Gordillo fue excarcelado algunas semanas después. Grande fue entonces su desazón al saber que su amada Juana se había casado con un estanciero de la zona. Y lo primero que hizo fue buscar al Francesito.
De prisa, de prisa
Había llegado el momento de poner en práctica las enseñanzas adquiridas tras las rejas. Con tal objetivo se afincó en Rosario, la “Chicago argentina”, donde Cherouvrier tenía su base operativa. Y enseguida fue asimilado a su gavilla.
Ello dio pie a una seguidilla de asaltos. Eran golpes ambiciosos, aunque escasos de botín. Mucho ruido y pocas nueces.
Cada tanto, debidamente disfrazado, se dejaba caer en General Pico sin otro propósito que el de visitar a doña Gregoria. Pero un día no apareció más.
Es que había “perdido” otra vez. Fue el 9 de diciembre de 1932, cuando la policía rosarina lo detuvo por una “salidera” al administrador de un depósito de aceite. En esa ocasión, terminó en la cárcel de Coronda, de donde saldría en libertad condicional en febrero de 1934.
Tenía por delante la etapa más espectacular de su carrera.
Tras volver a unirse al Francesito, se les sumó Antonio Caprioli (a) “El Vivo” –quien sería su lugarteniente–, Floreal Martínez (a) “El Nene” y Juan de la Fuente, entre otros.
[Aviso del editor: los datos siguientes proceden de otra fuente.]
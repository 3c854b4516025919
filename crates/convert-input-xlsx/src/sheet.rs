//! Worksheet cell grid extraction.

use quick_xml::events::Event;
use quick_xml::Reader;

use convert_utils::xml::{attr, local_name};

/// Column index (0-based) from a cell reference like `AB12`.
pub fn column_index(cell_ref: &str) -> Option<usize> {
    let letters: String = cell_ref.chars().take_while(|c| c.is_ascii_alphabetic()).collect();
    if letters.is_empty() {
        return None;
    }
    let mut index = 0usize;
    for c in letters.chars() {
        index = index * 26 + (c.to_ascii_uppercase() as usize - 'A' as usize + 1);
    }
    Some(index - 1)
}

/// Read a worksheet into rows of display strings.
///
/// Missing cells become empty strings; fully empty rows are dropped and
/// trailing empty columns trimmed.
pub fn parse_sheet(xml: &str, shared: &[String]) -> Vec<Vec<String>> {
    let mut rows: Vec<Vec<String>> = Vec::new();
    let mut reader = Reader::from_str(xml);

    let mut row: Vec<String> = Vec::new();
    let mut cell_col = 0usize;
    let mut cell_type = String::new();
    let mut value = String::new();
    let mut in_value = false;

    loop {
        match reader.read_event() {
            Ok(Event::Start(ref e)) => match local_name(e).as_str() {
                "row" => row.clear(),
                "c" => {
                    cell_col = attr(e, "r")
                        .and_then(|r| column_index(&r))
                        .unwrap_or(row.len());
                    cell_type = attr(e, "t").unwrap_or_default();
                    value.clear();
                }
                "v" | "t" => in_value = true,
                _ => {}
            },
            Ok(Event::Text(ref t)) if in_value => {
                if let Ok(s) = t.unescape() {
                    value.push_str(&s);
                }
            }
            Ok(Event::End(ref e)) => match e.local_name().as_ref() {
                b"v" | b"t" => in_value = false,
                b"c" => {
                    let display = cell_display(&cell_type, &value, shared);
                    if row.len() <= cell_col {
                        row.resize(cell_col + 1, String::new());
                    }
                    row[cell_col] = display;
                }
                b"row" => {
                    if row.iter().any(|c| !c.trim().is_empty()) {
                        rows.push(std::mem::take(&mut row));
                    }
                }
                _ => {}
            },
            Ok(Event::Eof) => break,
            Err(e) => {
                log::warn!("worksheet parse error: {}", e);
                break;
            }
            _ => {}
        }
    }

    let width = rows
        .iter()
        .map(|r| r.iter().rposition(|c| !c.trim().is_empty()).map_or(0, |i| i + 1))
        .max()
        .unwrap_or(0);
    for r in &mut rows {
        r.resize(width, String::new());
    }
    rows
}

fn cell_display(cell_type: &str, raw: &str, shared: &[String]) -> String {
    match cell_type {
        "s" => raw
            .trim()
            .parse::<usize>()
            .ok()
            .and_then(|i| shared.get(i).cloned())
            .unwrap_or_default(),
        "b" => match raw.trim() {
            "1" => "TRUE".to_string(),
            _ => "FALSE".to_string(),
        },
        _ => raw.to_string(),
    }
}

#[cfg(test)]
mod tests {
    use super::*;

    #[test]
    fn test_column_index() {
        assert_eq!(column_index("A1"), Some(0));
        assert_eq!(column_index("Z9"), Some(25));
        assert_eq!(column_index("AA10"), Some(26));
        assert_eq!(column_index("12"), None);
    }

    #[test]
    fn test_parse_sheet_types_and_gaps() {
        let shared = vec!["Item".to_string(), "Price".to_string(), "Tea".to_string()];
        let xml = r#"<worksheet><sheetData>
<row r="1"><c r="A1" t="s"><v>0</v></c><c r="C1" t="s"><v>1</v></c></row>
<row r="2"><c r="A2" t="s"><v>2</v></c><c r="B2" t="b"><v>1</v></c><c r="C2"><v>4.5</v></c></row>
<row r="3"><c r="A3"/></row>
<row r="4"><c r="A4" t="inlineStr"><is><t>Inline &amp; more</t></is></c><c r="C4" t="str"><f>C2*2</f><v>9</v></c></row>
</sheetData></worksheet>"#;
        let rows = parse_sheet(xml, &shared);
        assert_eq!(
            rows,
            vec![
                vec!["Item", "", "Price"],
                vec!["Tea", "TRUE", "4.5"],
                vec!["Inline & more", "", "9"],
            ]
        );
    }
}
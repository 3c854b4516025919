//! Word styles and numbering definitions, used for heading and list detection.

use std::collections::HashMap;

use quick_xml::events::Event;
use quick_xml::Reader;

use convert_utils::xml::{attr, local_name};

/// Style information extracted from `word/styles.xml`.
#[derive(Debug, Clone, Default)]
pub struct StyleInfo {
    /// The style name (e.g., "heading 1", "Normal", "Quote")
    pub name: String,
    /// The parent style ID, if any
    pub based_on: Option<String>,
    /// Outline level (0 = heading 1, 1 = heading 2, etc.)
    pub outline_level: Option<u8>,
}

/// Parse `word/styles.xml` into a map of style id → [`StyleInfo`].
pub fn parse_styles(xml: &str) -> HashMap<String, StyleInfo> {
    let mut styles = HashMap::new();
    let mut reader = Reader::from_str(xml);

    let mut current_id: Option<String> = None;
    let mut current = StyleInfo::default();

    loop {
        match reader.read_event() {
            Ok(Event::Start(ref e)) | Ok(Event::Empty(ref e)) => match local_name(e).as_str() {
                "style" => {
                    current_id = attr(e, "styleId");
                    current = StyleInfo::default();
                }
                "name" if current_id.is_some() => {
                    current.name = attr(e, "val").unwrap_or_default();
                }
                "basedOn" if current_id.is_some() => {
                    current.based_on = attr(e, "val");
                }
                "outlineLvl" if current_id.is_some() => {
                    current.outline_level = attr(e, "val").and_then(|v| v.parse().ok());
                }
                _ => {}
            },
            Ok(Event::End(ref e)) => {
                if e.local_name().as_ref() == b"style" {
                    if let Some(id) = current_id.take() {
                        let mut info = std::mem::take(&mut current);
                        if info.outline_level.is_none() {
                            info.outline_level = outline_from_name(&info.name);
                        }
                        styles.insert(id, info);
                    }
                }
            }
            Ok(Event::Eof) => break,
            Err(e) => {
                log::debug!("styles.xml: {}", e);
                break;
            }
            _ => {}
        }
    }

    styles
}

/// "heading 2" / "Heading2" → Some(1). Outline levels above 8 are body text.
fn outline_from_name(name: &str) -> Option<u8> {
    let lower = name.to_lowercase();
    let rest = lower.strip_prefix("heading")?;
    let n: u8 = rest.trim().parse().ok()?;
    (1..=9).contains(&n).then(|| n - 1)
}

/// Determine the heading level (1-6) for a style id, following `basedOn`.
pub fn heading_level(style_id: &str, styles: &HashMap<String, StyleInfo>) -> Option<u8> {
    let mut id = style_id;
    // Bounded walk guards against cyclic basedOn chains.
    for _ in 0..16 {
        let info = styles.get(id)?;
        if let Some(outline) = info.outline_level {
            return (outline < 9).then(|| (outline + 1).min(6));
        }
        id = info.based_on.as_deref()?;
    }
    None
}

/// Whether a style is (or derives from) a quote style.
pub fn is_quote(style_id: &str, styles: &HashMap<String, StyleInfo>) -> bool {
    let mut id = style_id;
    for _ in 0..16 {
        let Some(info) = styles.get(id) else {
            return false;
        };
        let lower = info.name.to_lowercase();
        if lower == "quote" || lower == "intense quote" {
            return true;
        }
        match info.based_on.as_deref() {
            Some(parent) => id = parent,
            None => return false,
        }
    }
    false
}

/// List definitions: `numId` → per-level number format ("bullet", "decimal", ...).
#[derive(Debug, Clone, Default)]
pub struct Numbering {
    levels: HashMap<String, HashMap<u8, String>>,
}

impl Numbering {
    /// Whether list items of `num_id` at `ilvl` are bulleted. Unknown lists are bullets.
    pub fn is_bullet(&self, num_id: &str, ilvl: u8) -> bool {
        self.levels
            .get(num_id)
            .and_then(|lvls| lvls.get(&ilvl))
            .map(|fmt| fmt == "bullet" || fmt == "none")
            .unwrap_or(true)
    }
}

/// Parse `word/numbering.xml`, resolving each `w:num` to its abstract definition.
pub fn parse_numbering(xml: &str) -> Numbering {
    let mut abstract_levels: HashMap<String, HashMap<u8, String>> = HashMap::new();
    let mut num_to_abstract: HashMap<String, String> = HashMap::new();
    let mut reader = Reader::from_str(xml);

    let mut current_abstract: Option<String> = None;
    let mut current_level: u8 = 0;
    let mut current_num: Option<String> = None;

    loop {
        match reader.read_event() {
            Ok(Event::Start(ref e)) | Ok(Event::Empty(ref e)) => match local_name(e).as_str() {
                "abstractNum" => current_abstract = attr(e, "abstractNumId"),
                "lvl" if current_abstract.is_some() => {
                    current_level = attr(e, "ilvl").and_then(|v| v.parse().ok()).unwrap_or(0);
                }
                "numFmt" => {
                    if let (Some(abs), Some(fmt)) = (&current_abstract, attr(e, "val")) {
                        abstract_levels
                            .entry(abs.clone())
                            .or_default()
                            .insert(current_level, fmt);
                    }
                }
                "num" => current_num = attr(e, "numId"),
                "abstractNumId" => {
                    if let (Some(num), Some(abs)) = (&current_num, attr(e, "val")) {
                        num_to_abstract.insert(num.clone(), abs);
                    }
                }
                _ => {}
            },
            Ok(Event::End(ref e)) => match e.local_name().as_ref() {
                b"abstractNum" => current_abstract = None,
                b"num" => current_num = None,
                _ => {}
            },
            Ok(Event::Eof) => break,
            Err(_) => break,
            _ => {}
        }
    }

    let levels = num_to_abstract
        .into_iter()
        .filter_map(|(num, abs)| abstract_levels.get(&abs).map(|l| (num, l.clone())))
        .collect();
    Numbering { levels }
}

#[cfg(test)]
mod tests {
    use super::*;

    #[test]
    fn test_parse_styles() {
        let xml = r#"<?xml version="1.0" encoding="UTF-8"?>
<w:styles xmlns:w="http://schemas.openxmlformats.org/wordprocessingml/2006/main">
  <w:style w:type="paragraph" w:styleId="Heading1">
    <w:name w:val="heading 1"/>
    <w:pPr><w:outlineLvl w:val="0"/></w:pPr>
  </w:style>
  <w:style w:type="paragraph" w:styleId="Heading2">
    <w:name w:val="heading 2"/>
    <w:pPr><w:outlineLvl w:val="1"/></w:pPr>
  </w:style>
  <w:style w:type="paragraph" w:styleId="MyChapter">
    <w:name w:val="My Chapter"/>
    <w:basedOn w:val="Heading2"/>
  </w:style>
  <w:style w:type="paragraph" w:styleId="Normal">
    <w:name w:val="Normal"/>
  </w:style>
  <w:style w:type="paragraph" w:styleId="Quote">
    <w:name w:val="Quote"/>
    <w:basedOn w:val="Normal"/>
  </w:style>
</w:styles>"#;

        let styles = parse_styles(xml);
        assert_eq!(styles["Heading1"].outline_level, Some(0));
        assert_eq!(heading_level("Heading1", &styles), Some(1));
        assert_eq!(heading_level("Heading2", &styles), Some(2));
        assert_eq!(heading_level("MyChapter", &styles), Some(2));
        assert_eq!(heading_level("Normal", &styles), None);
        assert_eq!(heading_level("Unknown", &styles), None);
        assert!(is_quote("Quote", &styles));
        assert!(!is_quote("Normal", &styles));
    }

    #[test]
    fn test_heading_by_name_fallback() {
        let xml = r#"<w:styles xmlns:w="w">
  <w:style w:type="paragraph" w:styleId="Heading3"><w:name w:val="heading 3"/></w:style>
</w:styles>"#;
        let styles = parse_styles(xml);
        assert_eq!(heading_level("Heading3", &styles), Some(3));
    }

    #[test]
    fn test_numbering_resolves_abstract() {
        let xml = r#"<w:numbering xmlns:w="w">
  <w:abstractNum w:abstractNumId="10">
    <w:lvl w:ilvl="0"><w:numFmt w:val="decimal"/></w:lvl>
    <w:lvl w:ilvl="1"><w:numFmt w:val="bullet"/></w:lvl>
  </w:abstractNum>
  <w:abstractNum w:abstractNumId="11">
    <w:lvl w:ilvl="0"><w:numFmt w:val="bullet"/></w:lvl>
  </w:abstractNum>
  <w:num w:numId="1"><w:abstractNumId w:val="10"/></w:num>
  <w:num w:numId="2"><w:abstractNumId w:val="11"/></w:num>
</w:numbering>"#;
        let numbering = parse_numbering(xml);
        assert!(!numbering.is_bullet("1", 0));
        assert!(numbering.is_bullet("1", 1));
        assert!(numbering.is_bullet("2", 0));
        assert!(numbering.is_bullet("99", 0));
    }
}
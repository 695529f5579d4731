//! Klout API Client Library
//!
//! Async client for the Klout v1 REST API:
//! - Batch score lookups (`klout`)
//! - Batch and single user profiles (`users/show`)
//! - Lazily fetched topics and sphere-of-influence edges per user

pub mod client;
pub mod config;
pub mod models;
pub mod transport;
pub mod user;

pub use client::{Client, ScreenNames};
pub use config::ClientConfig;
pub use models::ScoreRecord;
pub use transport::Transport;
pub use user::User;

#[derive(Debug, thiserror::Error)]
pub enum ClientError {
    #[error("Request failed with HTTP status {status}")]
    Request { status: u16 },

    #[error("No Klout account found for '{users}'")]
    Account { users: String },

    #[error("Malformed JSON in response body: {source}")]
    Parse {
        body: String,
        #[source]
        source: serde_json::Error,
    },

    #[error("No attribute named '{0}'")]
    AttributeNotFound(String),

    #[error("HTTP request failed: {0}")]
    Http(#[from] reqwest::Error),

    #[error("Serialization error: {0}")]
    Serialization(#[from] serde_json::Error),

    #[error("Invalid URL: {0}")]
    InvalidUrl(String),
}

impl ClientError {
    /// HTTP status carried by a `Request` error
    pub fn status(&self) -> Option<u16> {
        match self {
            ClientError::Request { status } => Some(*status),
            _ => None,
        }
    }

    /// True for a `Request` error with status 404
    pub fn is_not_found(&self) -> bool {
        self.status() == Some(404)
    }
}

pub type Result<T> = std::result::Result<T, ClientError>;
El Pibe Cabeza ya llevaba la voz cantante del grupo. Por entonces ellos se movían entre Santa Fe, La Pampa y Córdoba.
Su campaña delictiva iba acumulando una veintena de atracos, entre los cuales se destacaba el de un almacén mayorista de Rosario, el de la estancia La Chapela, al norte de La Pampa y el de una fábrica metalúrgica cordobesa, en medio del pago de sueldos y jornales. Todos con botines muy edificantes.
Claro que algunos repliegues fueron a sangre y fuego, como cuando un patrullero intentó interceptar a la banda después del robo a las oficinas de una tabacalera rosarina –con el saldo de dos policías abatidos y un peatón herido– o la vez que el rescate del pistolero Alberto Quintana, quien convalecía –bajo arresto– en el Hospital Intendente Carrasco, derivó en un enfrentamiento con dos agentes que terminaron malheridos. Lo cierto es que la presencia de la banda en esas provincias se tornó absolutamente insostenible.
Fue a fines de junio de 1936 cuando se reportó en la Capital Federal el robo de varios vehículos, entre éstos un Packard convertible de color blanco. Pues bien, durante la tarde del 6 de julio, con ese mismo auto huyeron los autores del asalto a una joyería de la calle Aristóbulo del Valle 1424.
–¡Es la gente del Pibe Cabeza! –exclamó el comisario Herminio Fassio, de la Policía de la Capital. No se equivocaba.
Por entonces, el pistolero, acompañado por Blanca Calvo, habitaba un chalet en las Barrancas de Belgrano, simulando ser un hacendado santafecino. A su vez, Caprioli y De la Fuente interpretaban el papel de empleados suyos.
Pero el cerco que la policía fue tendiendo en torno a ellos los obligo a dejar aquel refugio para mudarse a un aguantadero en el barrio de Mataderos.
Gordillo ya era el bandolero urbano más reputado del país, Una leyenda (aún) viviente. Y por sobrados motivos.
El aprendiz de peluquero que descarriló por amor supo revolucionar el arte del asalto a mano armada al concebir la técnica “tipo comando”: golpes minuciosamente planeados con inteligencia previa, distribución sincronizada de roles, armamento pesado –como el subfusil Thompson– y vías de escape en varios vehículos con trayectos distintos, para así entorpecer las persecuciones.
Al Pibe Cabeza la clandestinidad le sentaba de maravillas. Solía alternar las tensiones propias del “oficio” con farras en salones de moda, como “Lo de Hansen”, el famoso restaurante del Parque 3 de Febrero. Siempre del brazo de la bella Blanca Calvo. Siempre de smoking. O con traje de lino blanco cuando se dejaba ver, junto con sus cómplices, en la tribuna oficial del Hipódromo de Palermo, sin que nadie sospechara su verdadera identidad mientras dilapidaba billetes a manos llenas.
El tipo estaba a sus anchas en el papel de bacán. Pero si hubo algo mejor para su ego que el botín más abultado del mundo era ver su nombre en la prensa. No en vano, Gustavo Germán González, el gran cronista policial de Crítica, lo definió con ojo clínico: “Gordillo es el más vanidoso de nuestros pistoleros”.
Pero, inadvertidamente, la cuerda se le iba acabando.